News

PCs still ahead in popular support: poll

Shawn Jeffords, Political Bureau Chief

By Shawn Jeffords, Political Bureau Chief

PC Leader Patrick Brown, Premier Kathleen Wynne and NDP Leader Andrea Horwath. (Postmedia file photos)

PC Leader Patrick Brown, Premier Kathleen Wynne and NDP Leader Andrea Horwath. (Postmedia file photos)

Is that the best you’ve got?

Ontario’s Liberal government has seen a bounce in its approval numbers after a string of high-profile measures to shore up support over the last two months. But according to a new Forum Research survey provided exclusively to the Toronto Sun, it hasn’t been nearly enough to knock the front-running Progressive Conservatives out of majority government territory if a vote were held today.

The PCs still lead in popular support with 41%, the Liberals have 28% support and the NDP trail with 23%. That would put the Tories on track to win 72 of the Ontario Legislature’s 122 seats in 2018. The Liberals and NDP would win 25 seats each.

From its 25% hydro rate cut to its bid to cool the red-hot housing market to the youth pharmacare plan, none of the government’s recent high-profile announcements seems to have done enough, says Forum Research President Lorne Bozinoff.

“It’s given the Liberals a bit of a bounce,” he said. “The bounce is limited to the 416. In the rest of the province, the Tories continue to have a big lead ... They’ve had their big budget announcement. They’ve had a big housing announcement. What else is there that they can offer people. The cupboard is bare in terms of future measures.”

And Bozinoff says even the rebound in the 416 has only pulled the Liberals, with 36% support, back into a statistical tie with the PCs, who have 34% support.

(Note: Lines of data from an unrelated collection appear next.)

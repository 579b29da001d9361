//! Exception entry.

use crate::{Address, Cpu, cp0::Interrupt};
use bitos::integer::u5;

/// Vector through which general exceptions and interrupts are delivered.
pub const GENERAL_VECTOR: Address = Address(0x8000_0180);

/// Address execution restarts from after a reset, once the boot ROM has run.
pub const RESET_VECTOR: Address = Address(0xA400_0040);

impl Cpu {
    /// Whether the enable triple holds: interrupts enabled, exception level
    /// clear, error level clear.
    #[inline(always)]
    pub fn interrupts_enabled(&self) -> bool {
        self.cp0.status.interrupt_enable()
            && !self.cp0.status.exception_level()
            && !self.cp0.status.error_level()
    }

    /// Redirects execution to the general exception vector.
    ///
    /// Saves the current program address into EPC, adjusted by one
    /// instruction if execution sits in a branch delay slot, and records the
    /// delay slot state in the cause register.
    pub fn exception_general(&mut self) {
        self.cp0.status.set_exception_level(true);
        self.cp0.epc = self.pc;

        if self.delay_slot {
            self.cp0.epc -= 4;
            self.cp0.cause.set_branch_delay(true);
        } else {
            self.cp0.cause.set_branch_delay(false);
        }

        self.pc = GENERAL_VECTOR;
        self.last_addr = self.pc;
    }

    /// Marks `int` as pending and, if the status/cause gates allow delivery,
    /// takes a general exception.
    ///
    /// Safe to call whenever hardware state changes: it does nothing beyond
    /// updating the pending bits if the gates fail.
    pub fn raise_maskable_interrupt(&mut self, int: Interrupt) {
        let pending = self.cp0.cause.interrupt_pending() | int.mask();
        self.cp0.cause.set_interrupt_pending(pending);
        self.cp0.cause.set_exception_code(u5::new(0));

        if self.cp0.status.interrupt_mask() & self.cp0.cause.interrupt_pending() == 0 {
            return;
        }

        if !self.interrupts_enabled() {
            return;
        }

        self.exception_general();
    }
}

That’s bad news for the Liberals whose traditional stronghold is Toronto, with the Tories normally not in the mix.

“The fact that we’re even talking about it being a neck-and-neck race in the 416 ... is unheard of,” he said. “It’s a situation we haven’t seen in Ontario in a long time.”

Bozinoff said the PC numbers have softened since a February Forum survey pointed to a “super-majority” for the party if an election were held in February. But if you’re PC leader Patrick Brown you’re likely still happy with the figures, he added.

“This was the Liberal’s big chance to sort of reboot themselves and move on,” he said. “They just didn’t get much of a bounce for it.”

The poll was conducted May 9 and 10 and was a random sampling of 1,103 Ontario voters. Forum Research considers it accurate +/- 3%, 19 times out of 20.